== The problem ==
Please take the lines from the one holding "use crate::server::AppState;" through the one holding "score is used." in the data below and copy them exactly.

== Saved data entries ==
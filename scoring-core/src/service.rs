//! Operations exposed to transports: deploy, undeploy, list, summary and
//! the three evaluation shapes (single, batch, table).

use std::sync::Arc;

use tracing::debug;

use crate::builtin::BuiltinCompiler;
use crate::dispatcher;
use crate::error::{Error, ScoringResult};
use crate::evaluator::{ModelCompiler, ModelSummary};
use crate::model_registry::{DeployedModel, ModelRegistry};
use crate::request::{EvaluationRequest, EvaluationResponse};
use crate::tabular::{self, TableFormat};

#[derive(Clone)]
pub struct ModelService {
    registry: ModelRegistry,
    compiler: Arc<dyn ModelCompiler>,
}

impl Default for ModelService {
    fn default() -> Self {
        Self::new(Arc::new(BuiltinCompiler))
    }
}

impl ModelService {
    pub fn new(compiler: Arc<dyn ModelCompiler>) -> Self {
        Self::with_registry(ModelRegistry::new(), compiler)
    }

    pub fn with_registry(registry: ModelRegistry, compiler: Arc<dyn ModelCompiler>) -> Self {
        Self { registry, compiler }
    }

    pub fn registry(&self) -> &ModelRegistry {
        &self.registry
    }

    /// Compiles `source` and publishes it under `id`, replacing any
    /// previous model. Returns whether a model was replaced.
    #[tracing::instrument(skip(self, source), level = "debug")]
    pub fn deploy(&self, id: &str, source: &str) -> ScoringResult<bool> {
        // compile before touching the registry so readers never wait on it
        let evaluator = self.compiler.compile(source)?;
        let replaced = self.registry.deploy(DeployedModel::new(id, evaluator));
        Ok(replaced.is_some())
    }

    #[tracing::instrument(skip(self), level = "debug")]
    pub fn undeploy(&self, id: &str) -> ScoringResult<()> {
        self.registry
            .remove(id)
            .map(|_| ())
            .ok_or_else(|| Error::ModelNotFound {
                model_id: id.to_string(),
            })
    }

    pub fn list_ids(&self) -> Vec<String> {
        self.registry.list_ids()
    }

    #[tracing::instrument(skip(self), level = "debug")]
    pub fn summary(&self, id: &str) -> ScoringResult<ModelSummary> {
        let model = self.registry.get(id).ok_or_else(|| Error::ModelNotFound {
            model_id: id.to_string(),
        })?;
        model.evaluator().summary().map_err(Error::Introspection)
    }

    pub fn evaluate(&self, id: &str, request: EvaluationRequest) -> ScoringResult<EvaluationResponse> {
        self.evaluate_batch(id, std::slice::from_ref(&request))?
            .into_iter()
            .next()
            .ok_or_else(|| Error::internal("evaluation produced no response"))
    }

    pub fn evaluate_batch(
        &self,
        id: &str,
        requests: &[EvaluationRequest],
    ) -> ScoringResult<Vec<EvaluationResponse>> {
        Ok(dispatcher::evaluate_batch(&self.registry, id, requests)?)
    }

    /// Decodes `text`, evaluates the rows and encodes the responses with the
    /// same delimiter. The id column is echoed only when the table has it and
    /// rows were not aggregated, since ids cannot be matched to groups.
    #[tracing::instrument(skip(self, text), fields(bytes = text.len()), level = "debug")]
    pub fn evaluate_table(
        &self,
        id: &str,
        text: &str,
        id_column: Option<&str>,
    ) -> ScoringResult<String> {
        let format = TableFormat::detect(text);
        let table = tabular::decode_table(text, format, id_column)?;
        let requests = table.requests;
        let responses = self.evaluate_batch(id, &requests)?;

        let id_column = table
            .id_column
            .as_deref()
            .filter(|_| requests.len() == responses.len());
        debug!(
            "Table evaluation: {} rows in, {} rows out",
            requests.len(),
            responses.len()
        );
        Ok(tabular::encode_table(format, id_column, &responses)?)
    }
}
use std::{fs::File, io::BufReader, path::Path};

use serde::de::DeserializeOwned;
use thiserror::Error;

#[derive(Error, Debug)]
pub enum ConfigError {
    #[error("Failed to open config file: {0}")]
    Io(#[from] std::io::Error),
    #[error("Failed to parse config file: {0}")]
    Parse(#[from] serde_json::Error),
}

/// Reads a JSON configuration file.
pub fn from_file<T: DeserializeOwned, P: AsRef<Path>>(path: P) -> Result<T, ConfigError> {
    let file = File::open(path)?;
    let reader = BufReader::new(file);
    Ok(serde_json::from_reader(reader)?)
}
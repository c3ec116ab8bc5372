use axum::{
    Router,
    routing::{get, post},
};

use crate::handlers::{
    deploy_model, evaluate, evaluate_batch, evaluate_csv, get_model, list_models, undeploy_model,
};
use crate::server::AppState;

/// Create the model routes with state
pub fn routes() -> Router<AppState> {
    Router::new()
        .route("/models", get(list_models))
        .route(
            "/models/{id}",
            get(get_model)
                .put(deploy_model)
                .post(evaluate)
                .delete(undeploy_model),
        )
        .route("/models/{id}/batch", post(evaluate_batch))
        .route("/models/{id}/csv", post(evaluate_csv))
}
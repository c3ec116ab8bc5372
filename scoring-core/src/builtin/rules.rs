//! First-match decision list.
//!
//! Rules are tried in order; the score of the first rule whose predicate
//! holds becomes the target value, otherwise the default score is used.
//! A predicate on a missing field never holds.

use std::cmp::Ordering;

use serde::Deserialize;

use crate::evaluator::{CompileError, EvaluationError, EvaluationResult, Evaluator};
use crate::value::{FieldMap, Scalar, Value};

#[derive(Debug, Clone, Copy, PartialEq, Eq, Deserialize)]
#[serde(rename_all = "camelCase")]
pub enum Operator {
    LessThan,
    LessOrEqual,
    GreaterThan,
    GreaterOrEqual,
    Equal,
    NotEqual,
}

#[derive(Debug, Clone, Deserialize)]
pub struct Rule {
    pub field: String,
    pub operator: Operator,
    pub value: Scalar,
    pub score: String,
}

#[derive(Debug, Clone, Deserialize)]
pub struct RulesSpec {
    pub target: String,
    pub rules: Vec<Rule>,
    #[serde(default)]
    pub default: Option<String>,
}

#[derive(Debug)]
pub struct RulesModel {
    rules: Vec<Rule>,
    default: Option<String>,
    active_fields: Vec<String>,
    numeric_fields: Vec<String>,
    target_fields: Vec<String>,
}

impl RulesModel {
    pub fn new(spec: RulesSpec) -> Result<Self, CompileError> {
        if spec.target.is_empty() {
            return Err(CompileError::new("rules target is empty"));
        }
        if spec.rules.is_empty() && spec.default.is_none() {
            return Err(CompileError::new("rules model has neither rules nor a default"));
        }

        let mut active_fields: Vec<String> = Vec::new();
        let mut numeric_fields: Vec<String> = Vec::new();
        for rule in &spec.rules {
            if !active_fields.contains(&rule.field) {
                active_fields.push(rule.field.clone());
            }
            if is_numeric(&rule.value) && !numeric_fields.contains(&rule.field) {
                numeric_fields.push(rule.field.clone());
            }
        }

        Ok(Self {
            rules: spec.rules,
            default: spec.default,
            active_fields,
            numeric_fields,
            target_fields: vec![spec.target],
        })
    }

    fn matches(rule: &Rule, value: &Value) -> bool {
        let Value::Scalar(actual) = value else {
            return false;
        };
        let ordering = match (actual.as_f64(), &rule.value) {
            (Some(x), expected) if is_numeric(expected) => expected
                .as_f64()
                .and_then(|threshold| x.partial_cmp(&threshold)),
            _ => Some(actual.to_string().cmp(&rule.value.to_string())),
        };
        let Some(ordering) = ordering else {
            return false;
        };

        match rule.operator {
            Operator::LessThan => ordering == Ordering::Less,
            Operator::LessOrEqual => ordering != Ordering::Greater,
            Operator::GreaterThan => ordering == Ordering::Greater,
            Operator::GreaterOrEqual => ordering != Ordering::Less,
            Operator::Equal => ordering == Ordering::Equal,
            Operator::NotEqual => ordering != Ordering::Equal,
        }
    }
}

fn is_numeric(scalar: &Scalar) -> bool {
    matches!(scalar, Scalar::Integer(_) | Scalar::Float(_))
}

impl Evaluator for RulesModel {
    fn active_fields(&self) -> &[String] {
        &self.active_fields
    }

    fn group_fields(&self) -> &[String] {
        &[]
    }

    fn target_fields(&self) -> &[String] {
        &self.target_fields
    }

    fn output_fields(&self) -> &[String] {
        &[]
    }

    fn prepare(&self, field: &str, value: Value) -> EvaluationResult<Value> {
        if value.is_null() || !self.numeric_fields.iter().any(|f| f == field) {
            return Ok(value);
        }
        value
            .as_f64()
            .map(Value::from)
            .ok_or_else(|| EvaluationError::InvalidValue {
                field: field.to_string(),
                message: format!("expected a number, got {:?}", value.to_string()),
            })
    }

    fn evaluate(&self, arguments: &FieldMap) -> EvaluationResult<FieldMap> {
        let score = self
            .rules
            .iter()
            .find(|rule| {
                arguments
                    .get(&rule.field)
                    .is_some_and(|value| Self::matches(rule, value))
            })
            .map(|rule| rule.score.clone())
            .or_else(|| self.default.clone())
            .ok_or_else(|| EvaluationError::Failed("no rule matched".to_string()))?;

        let mut result = FieldMap::new();
        result.insert(self.target_fields[0].clone(), Value::from(score));
        Ok(result)
    }
}
use std::net::SocketAddr;

use axum::{Router, extract::DefaultBodyLimit};
use scoring_core::ModelService;
use serde::{Deserialize, Serialize};
use tower_http::cors::{Any, CorsLayer};
use tower_http::trace::TraceLayer;
use tracing::info;

use crate::routes::create_api_router;

/// Server configuration
#[derive(Debug, Clone, PartialEq, Eq, Serialize, Deserialize)]
pub struct ServerConfig {
    /// Host address to bind to
    #[serde(default = "default_host")]
    pub host: String,

    /// Port to listen on
    #[serde(default = "default_port")]
    pub port: u16,

    /// Filter directive used when `RUST_LOG` is unset
    #[serde(default = "default_log_level")]
    pub log_level: String,

    /// Upper bound on request bodies (model sources and tables)
    #[serde(default = "default_max_body_bytes")]
    pub max_body_bytes: usize,
}

impl Default for ServerConfig {
    fn default() -> Self {
        Self {
            host: default_host(),
            port: default_port(),
            log_level: default_log_level(),
            max_body_bytes: default_max_body_bytes(),
        }
    }
}

impl ServerConfig {
    pub fn socket_addr(&self) -> Result<SocketAddr, std::net::AddrParseError> {
        format!("{}:{}", self.host, self.port).parse()
    }
}

fn default_host() -> String {
    "127.0.0.1".to_string()
}
fn default_port() -> u16 {
    3000
}
fn default_log_level() -> String {
    "info".to_string()
}
fn default_max_body_bytes() -> usize {
    16 * 1024 * 1024
}

/// Shared handler state
#[derive(Clone, Default)]
pub struct AppState {
    pub service: ModelService,
}

impl AppState {
    pub fn new(service: ModelService) -> Self {
        Self { service }
    }
}

/// Router with state and middleware applied
pub fn create_app(config: &ServerConfig, state: AppState) -> Router {
    let cors = CorsLayer::new()
        .allow_origin(Any)
        .allow_methods(Any)
        .allow_headers(Any);

    create_api_router()
        .with_state(state)
        .layer(DefaultBodyLimit::max(config.max_body_bytes))
        .layer(TraceLayer::new_for_http())
        .layer(cors)
}

/// Start the HTTP server
pub async fn start_server(config: ServerConfig) -> Result<(), Box<dyn std::error::Error>> {
    let app = create_app(&config, AppState::default());
    let addr = config.socket_addr()?;

    info!("Starting server on {}", addr);

    let listener = tokio::net::TcpListener::bind(addr).await?;
    axum::serve(listener, app)
        .with_graceful_shutdown(shutdown_signal())
        .await?;

    info!("Server stopped");
    Ok(())
}

async fn shutdown_signal() {
    if let Err(e) = tokio::signal::ctrl_c().await {
        tracing::error!("Failed to listen for shutdown signal: {}", e);
    }
}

== Answer to this task ==
use crate::server::AppState;

/// Create the model routes with state
pub fn routes() -> Router<AppState> {
    Router::new()
        .route("/models", get(list_models))
        .route(
            "/models/{id}",
            get(get_model)
                .put(deploy_model)
                .post(evaluate)
                .delete(undeploy_model),
        )
        .route("/models/{id}/batch", post(evaluate_batch))
        .route("/models/{id}/csv", post(evaluate_csv))
}
repository c3ec116ab8bc5372
filename scoring-core/src/builtin/rules.rs
//! First-match decision list.
//!
//! Rules are tried in order; the score of the first rule whose predicate
//! holds becomes the target value, otherwise the default score is used.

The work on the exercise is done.